Ikterus dini berkaitan dengan ASI yang terjadi pada usia 2-4 hari dapat berkaitan dengan
cairan total dan asupan kalori yang kurang optimal sebelum laktasi berkembang sempurna,
karena bayi yang diberi ASI cenderung untuk lebih mengalami kehilangan berat badan pada
periode ini. Neonatus yang diberi ASI mengeluarkan tinja yang mengandung mekonium lebih
sedikit. Β glukoronidase juga terdapat di dalam ASI dan dipercaya menyebabkan dkonjugasi
bilirubin menjadi bentuk nonpolar yang larut di dalam lemak. Bentuk nonpolar ini lebih
mudah direabsorpsi , sehingga meningkatkan sirkulasi bilirubin enterohepatik. Berhenti
memberikan ASI hingga 24jam secara nyata akan menurunkan kadar bilirubin. Pada saat ASI
diberikan kembali,kadar bilirubin akan meningkat, tetapi tidak setinggi kadar sebelumnya.
Ikterus ASI mungkin dapat dikendalikan dengan melakukan fototerapi tanpa mengganggu
pemberian ASI.
4
Etiologi3
Penyebab ikterus pada bayi baru lagir dapat berdiri sendiri ataupun dapat sebabkan
oleh beberapa factor.
Secara garis besar etiologi ikterus neonatorum dapat dibagi :
a.

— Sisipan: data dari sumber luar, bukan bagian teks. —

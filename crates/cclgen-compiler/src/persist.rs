/// Writing manifests under `<project_dir>/<component>/`.

use std::fs;
use std::io::ErrorKind;
use std::path::{Path, PathBuf};

use crate::error::{CompileError, Result};

/// How an existing file at the target path is treated.
#[derive(Debug, Clone, Copy, PartialEq, Eq)]
pub enum WritePolicy {
    /// Always replace the file
    Overwrite,
    /// Leave the file (and its modification time) alone when contents match
    IfChanged,
}

#[derive(Debug, Clone, Copy, PartialEq, Eq)]
pub enum WriteOutcome {
    Written,
    Unchanged,
}

/// Path of `file_name` inside the component directory.
pub fn manifest_path(project_dir: &Path, component: &str, file_name: &str) -> PathBuf {
    project_dir.join(component).join(file_name)
}

/// Create the component directory if needed and write `text` into it.
pub fn write_manifest(
    project_dir: &Path,
    component: &str,
    file_name: &str,
    text: &str,
    policy: WritePolicy,
) -> Result<(PathBuf, WriteOutcome)> {
    let dir = project_dir.join(component);
    fs::create_dir_all(&dir).map_err(|e| CompileError::persist(&dir, e))?;

    let path = dir.join(file_name);
    if policy == WritePolicy::IfChanged && content_matches(&path, text)? {
        tracing::debug!(path = %path.display(), "unchanged, not rewriting");
        return Ok((path, WriteOutcome::Unchanged));
    }

    fs::write(&path, text).map_err(|e| CompileError::persist(&path, e))?;
    tracing::debug!(path = %path.display(), bytes = text.len(), "wrote manifest");
    Ok((path, WriteOutcome::Written))
}

fn content_matches(path: &Path, text: &str) -> Result<bool> {
    match fs::read(path) {
        Ok(existing) => Ok(existing == text.as_bytes()),
        Err(e) if e.kind() == ErrorKind::NotFound => Ok(false),
        Err(e) => Err(CompileError::persist(path, e)),
    }
}
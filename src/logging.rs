//! Logging initialization and configuration.

use tracing_subscriber::{layer::SubscriberExt, util::SubscriberInitExt, EnvFilter};

/// Default filter applied when `RUST_LOG` is not set.
const DEFAULT_FILTER: &str = "session_meter=info";

fn env_filter(fallback: &str) -> EnvFilter {
    EnvFilter::try_from_default_env().unwrap_or_else(|_| EnvFilter::new(fallback))
}

/// Initialize the logging system.
///
/// Uses the `RUST_LOG` environment variable for filtering, falling back to
/// `session_meter=info`.
///
/// # Panics
///
/// Panics if called more than once, or if another tracing subscriber has
/// already been set.
pub fn init() {
    tracing_subscriber::registry()
        .with(env_filter(DEFAULT_FILTER))
        .with(tracing_subscriber::fmt::layer().compact())
        .init();
}

/// Try to initialize the logging system.
///
/// Returns `Err` if a subscriber has already been installed.
pub fn try_init() -> Result<(), tracing_subscriber::util::TryInitError> {
    tracing_subscriber::registry()
        .with(env_filter(DEFAULT_FILTER))
        .with(tracing_subscriber::fmt::layer().compact())
        .try_init()
}

/// Initialize logging at an explicit level for this crate.
///
/// `RUST_LOG` still wins when set; otherwise `level` (e.g. `"debug"`) is
/// applied to `session_meter` targets. Pairs with
/// [`MeterConfig::log_filter`](crate::config::MeterConfig::log_filter).
pub fn init_with_level(level: &str) {
    let fallback = format!("session_meter={}", level);
    tracing_subscriber::registry()
        .with(env_filter(&fallback))
        .with(tracing_subscriber::fmt::layer().compact())
        .init();
}
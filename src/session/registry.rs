//! Authoritative registry of logical sessions.

use std::collections::HashMap;

use super::{LogicalSession, MeterStream, SessionId, SessionKind};

/// In-memory mapping from session ID to logical-session record.
///
/// The registry carries no lock of its own: the aggregator owns one instance
/// behind its mutex and performs every mutation and decision-read under a
/// single acquisition. Aggregate queries are keyed by [`MeterStream`] so that
/// kinds sharing one underlying stream are counted together.
#[derive(Debug, Default)]
pub struct SessionRegistry {
    sessions: HashMap<SessionId, LogicalSession>,
}

impl SessionRegistry {
    /// Create a new empty registry.
    pub fn new() -> Self {
        Self::default()
    }

    /// Insert a record for `id`, or revive the existing one.
    ///
    /// An existing record only has its pause flag cleared; its kind is kept
    /// even when `kind` differs (kinds are immutable once created). Returns
    /// the record so the caller can inspect the effective kind.
    pub fn upsert(&mut self, id: SessionId, kind: SessionKind) -> &mut LogicalSession {
        let record = self
            .sessions
            .entry(id)
            .or_insert_with(|| LogicalSession::new(kind));
        record.set_paused(false);
        record
    }

    /// Remove the record for `id`, returning it if present.
    pub fn remove(&mut self, id: &SessionId) -> Option<LogicalSession> {
        self.sessions.remove(id)
    }

    /// Set the pause flag on `id`, returning the updated record if present.
    pub fn set_paused(&mut self, id: &SessionId, paused: bool) -> Option<&LogicalSession> {
        let record = self.sessions.get_mut(id)?;
        record.set_paused(paused);
        Some(record)
    }

    /// Look up the record for `id`.
    pub fn get(&self, id: &SessionId) -> Option<&LogicalSession> {
        self.sessions.get(id)
    }

    /// Does any alive session bill against `stream`?
    pub fn has_any_on(&self, stream: MeterStream) -> bool {
        self.sessions.values().any(|s| s.kind().stream() == stream)
    }

    /// Does any alive, unpaused session bill against `stream`?
    pub fn has_any_unpaused_on(&self, stream: MeterStream) -> bool {
        self.sessions
            .values()
            .any(|s| s.kind().stream() == stream && !s.is_paused())
    }

    /// Whether the registry holds no sessions.
    pub fn is_empty(&self) -> bool {
        self.sessions.is_empty()
    }

    /// Number of alive sessions.
    pub fn len(&self) -> usize {
        self.sessions.len()
    }

    /// The session kind to tag outbound service requests with.
    ///
    /// Policy: the highest-priority kind with any alive session wins, paused
    /// or not; `None` when the registry is empty.
    pub fn preferred_kind(&self) -> Option<SessionKind> {
        SessionKind::by_priority()
            .into_iter()
            .find(|kind| self.sessions.values().any(|s| s.kind() == *kind))
    }
}

#[cfg(test)]
mod tests {
    use super::*;

    #[test]
    fn test_upsert_and_get() {
        let mut registry = SessionRegistry::new();
        registry.upsert("a".into(), SessionKind::Guided);

        let record = registry.get(&"a".into()).unwrap();
        assert_eq!(record.kind(), SessionKind::Guided);
        assert!(!record.is_paused());
        assert_eq!(registry.len(), 1);
    }

    #[test]
    fn test_upsert_existing_clears_pause_only() {
        let mut registry = SessionRegistry::new();
        registry.upsert("a".into(), SessionKind::Guided);
        registry.set_paused(&"a".into(), true);

        // Re-begin with a different kind: pause cleared, kind unchanged
        let record = registry.upsert("a".into(), SessionKind::Passive);
        assert_eq!(record.kind(), SessionKind::Guided);
        assert!(!record.is_paused());
        assert_eq!(registry.len(), 1);
    }

    #[test]
    fn test_remove() {
        let mut registry = SessionRegistry::new();
        registry.upsert("a".into(), SessionKind::Passive);

        let removed = registry.remove(&"a".into()).unwrap();
        assert_eq!(removed.kind(), SessionKind::Passive);
        assert!(registry.is_empty());
        assert!(registry.remove(&"a".into()).is_none());
    }

    #[test]
    fn test_set_paused_unknown_id() {
        let mut registry = SessionRegistry::new();
        assert!(registry.set_paused(&"ghost".into(), true).is_none());
    }

    #[test]
    fn test_stream_queries() {
        let mut registry = SessionRegistry::new();
        assert!(!registry.has_any_on(MeterStream::GuidedTrip));

        registry.upsert("a".into(), SessionKind::Guided);
        registry.upsert("b".into(), SessionKind::Guided);
        assert!(registry.has_any_on(MeterStream::GuidedTrip));
        assert!(!registry.has_any_on(MeterStream::PassiveTrace));
        assert!(registry.has_any_unpaused_on(MeterStream::GuidedTrip));

        registry.set_paused(&"a".into(), true);
        assert!(registry.has_any_unpaused_on(MeterStream::GuidedTrip));

        registry.set_paused(&"b".into(), true);
        assert!(registry.has_any_on(MeterStream::GuidedTrip));
        assert!(!registry.has_any_unpaused_on(MeterStream::GuidedTrip));
    }

    #[test]
    fn test_preferred_kind_priority() {
        let mut registry = SessionRegistry::new();
        assert_eq!(registry.preferred_kind(), None);

        registry.upsert("p".into(), SessionKind::Passive);
        assert_eq!(registry.preferred_kind(), Some(SessionKind::Passive));

        registry.upsert("g".into(), SessionKind::Guided);
        assert_eq!(registry.preferred_kind(), Some(SessionKind::Guided));

        // Paused sessions still count towards preference
        registry.set_paused(&"g".into(), true);
        assert_eq!(registry.preferred_kind(), Some(SessionKind::Guided));

        registry.remove(&"g".into());
        assert_eq!(registry.preferred_kind(), Some(SessionKind::Passive));
    }
}
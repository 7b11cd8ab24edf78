//! Metering transport capability boundary.
//!
//! The aggregator drives underlying metered streams exclusively through the
//! [`MeterTransport`] trait. Implementations typically wrap network calls:
//! commands may be slow, complete asynchronously, and report failures through
//! one-shot callbacks that can fire on any thread.

mod error;

pub use error::TransportError;

use crate::session::{MeterStream, SessionStatus};

/// One-shot failure callback for asynchronous transport commands.
///
/// Invoked at most once, on an arbitrary thread. Not being invoked means the
/// command succeeded.
pub type ErrorCallback = Box<dyn FnOnce(TransportError) + Send + 'static>;

/// Capability interface over the underlying metering service.
///
/// All methods return immediately; `begin`, `resume`, and
/// `trigger_periodic_event` report failures through their callback instead.
/// The transport is the source of truth for each stream's runtime status and
/// enforces the per-kind maximum validity span
/// ([`SessionKind::max_stream_span`](crate::session::SessionKind::max_stream_span)),
/// expiring streams on its own.
pub trait MeterTransport: Send + Sync {
    /// Report the current status of `stream`.
    fn status(&self, stream: MeterStream) -> SessionStatus;

    /// Start a new underlying stream.
    fn begin(&self, stream: MeterStream, on_error: ErrorCallback);

    /// Suspend a running stream.
    fn pause(&self, stream: MeterStream);

    /// Resume a paused stream.
    fn resume(&self, stream: MeterStream, on_error: ErrorCallback);

    /// Tear down a stream.
    fn stop(&self, stream: MeterStream);

    /// Emit the one-shot periodic billing event. Best-effort.
    fn trigger_periodic_event(&self, on_error: ErrorCallback);

    /// Token to attach to outbound service requests billed against `stream`.
    fn token_if_valid(&self, stream: MeterStream) -> String;
}

/// A transport that meters nothing.
///
/// Every stream reports [`SessionStatus::Stopped`], commands are ignored, and
/// tokens are empty. Lets embedders disable metering without branching at
/// every call site.
#[derive(Debug, Default)]
pub struct NoopTransport;

impl MeterTransport for NoopTransport {
    fn status(&self, _stream: MeterStream) -> SessionStatus {
        SessionStatus::Stopped
    }

    fn begin(&self, _stream: MeterStream, _on_error: ErrorCallback) {}

    fn pause(&self, _stream: MeterStream) {}

    fn resume(&self, _stream: MeterStream, _on_error: ErrorCallback) {}

    fn stop(&self, _stream: MeterStream) {}

    fn trigger_periodic_event(&self, _on_error: ErrorCallback) {}

    fn token_if_valid(&self, _stream: MeterStream) -> String {
        String::new()
    }
}
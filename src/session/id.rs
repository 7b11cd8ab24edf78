//! Logical-session identifier type.

use std::fmt;

/// Opaque identifier for a logical session.
///
/// Identifiers are supplied by the caller and must be unique for the life of
/// the session; the aggregator never generates or interprets them. A UUID
/// string is typical, but any non-empty token works.
#[derive(Debug, Clone, PartialEq, Eq, Hash)]
pub struct SessionId(String);

impl SessionId {
    /// Create a session ID from a caller-supplied token.
    pub fn new(token: impl Into<String>) -> Self {
        Self(token.into())
    }

    /// View the identifier as a string slice.
    pub fn as_str(&self) -> &str {
        &self.0
    }
}

impl From<&str> for SessionId {
    fn from(token: &str) -> Self {
        Self(token.to_string())
    }
}

impl From<String> for SessionId {
    fn from(token: String) -> Self {
        Self(token)
    }
}

impl AsRef<str> for SessionId {
    fn as_ref(&self) -> &str {
        self.as_str()
    }
}

impl fmt::Display for SessionId {
    fn fmt(&self, f: &mut fmt::Formatter<'_>) -> fmt::Result {
        f.write_str(&self.0)
    }
}
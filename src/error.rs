//! Error types for session-meter.

use thiserror::Error;

/// Main error type for session-meter operations.
///
/// Transport-level failures are handled internally by the aggregator and
/// never surface here; see [`crate::transport::TransportError`] for that
/// taxonomy.
#[derive(Error, Debug)]
pub enum MeterError {
    /// The session registry lock was poisoned by a panicking thread.
    #[error("session registry lock poisoned")]
    LockPoisoned,

    /// Failed to read a configuration file.
    #[error("failed to read config file: {0}")]
    ConfigIo(#[from] std::io::Error),

    /// Failed to parse a configuration file.
    #[error("failed to parse config file: {0}")]
    ConfigParse(#[from] serde_json::Error),
}

/// Convenience Result type for session-meter operations.
pub type Result<T> = std::result::Result<T, MeterError>;
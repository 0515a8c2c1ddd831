mod cli;
mod completion;
mod config;
mod listing;
mod logging;
mod workflow;

use anyhow::Result;
use clap::{Parser, Subcommand};
use std::path::PathBuf;

#[derive(Parser)]
#[command(name = "wikigen")]
#[command(about = "Generate a markdown wiki for a codebase with an LLM")]
struct Cli {
    #[command(subcommand)]
    command: Commands,

    /// Enable debug output
    #[arg(long, global = true)]
    debug: bool,

    /// Suppress progress output
    #[arg(long, global = true)]
    quiet: bool,
}

#[derive(Subcommand)]
enum Commands {
    /// Generate the wiki for a codebase
    Run {
        /// Path to the codebase to document
        codebase_path: PathBuf,

        /// Output directory for the generated wiki
        #[arg(long, default_value = "wiki")]
        wiki_dir: PathBuf,
    },

    /// List the registered steps and their output files
    Steps,

    /// Show resolved configuration without calling the endpoint
    Doctor,
}

#[tokio::main]
async fn main() -> Result<()> {
    let cli = Cli::parse();

    logging::init_logging(cli.debug, cli.quiet);

    // A local .env file counts as environment for credential lookup.
    let _ = dotenvy::dotenv();

    let config = config::WikigenConfig::load(None)?;
    let handler = cli::create_handler(cli.quiet);

    let code = match cli.command {
        Commands::Run {
            codebase_path,
            wiki_dir,
        } => cli::generate_wiki(&codebase_path, &wiki_dir, &config, &*handler).await,

        Commands::Steps => {
            cli::list_steps(&*handler);
            0
        }

        Commands::Doctor => cli::doctor(&config, &*handler),
    };

    if code != 0 {
        std::process::exit(code);
    }

    Ok(())
}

Produksi yang berlebihan
Hal ini melebihi kemampuan bayi mengeluarkannya, misalnya pada hemolisis yang
meningkat pada inkompatibilitas darah Rh, ABO, golongan darah lain, definisi enzim
G6PD, piruvat kinase, perdarahan tertutup, dan sepsis.
b. Gangguan dalam proses “uptake” dan konjugasi hepar
Gangguan ini dapat disebabkan oleh imaturitas hepar, kurangnya substrat untuk
konjugasi bilirubin, gangguan fungsi hepar, akibat asidosis, hipoksia dan infeksi atau
tidak terdapatnya enzim glukoronil transferase (sindrom Criggler-Najjar) penyebab
lain ialah defisiensi protein Y dalam hepar yang berperan penting dalam “uptake”
bilirubin ke sel hepar.
c. Gangguan transportasi
Bilirubin dalam darah terikat pada albumin kemudian diangkut ke hepar. Ikatan
bilirubin dengan albumin ini dapat dipengaruhi oleh obat misalnya salisilat,
sulfafurazole. Difesiensi albumin menyebabkan lebih banyak terdapatnya bilirubin
indirek yang bebas dalam darah dan yang mudah melekat ke sel otak.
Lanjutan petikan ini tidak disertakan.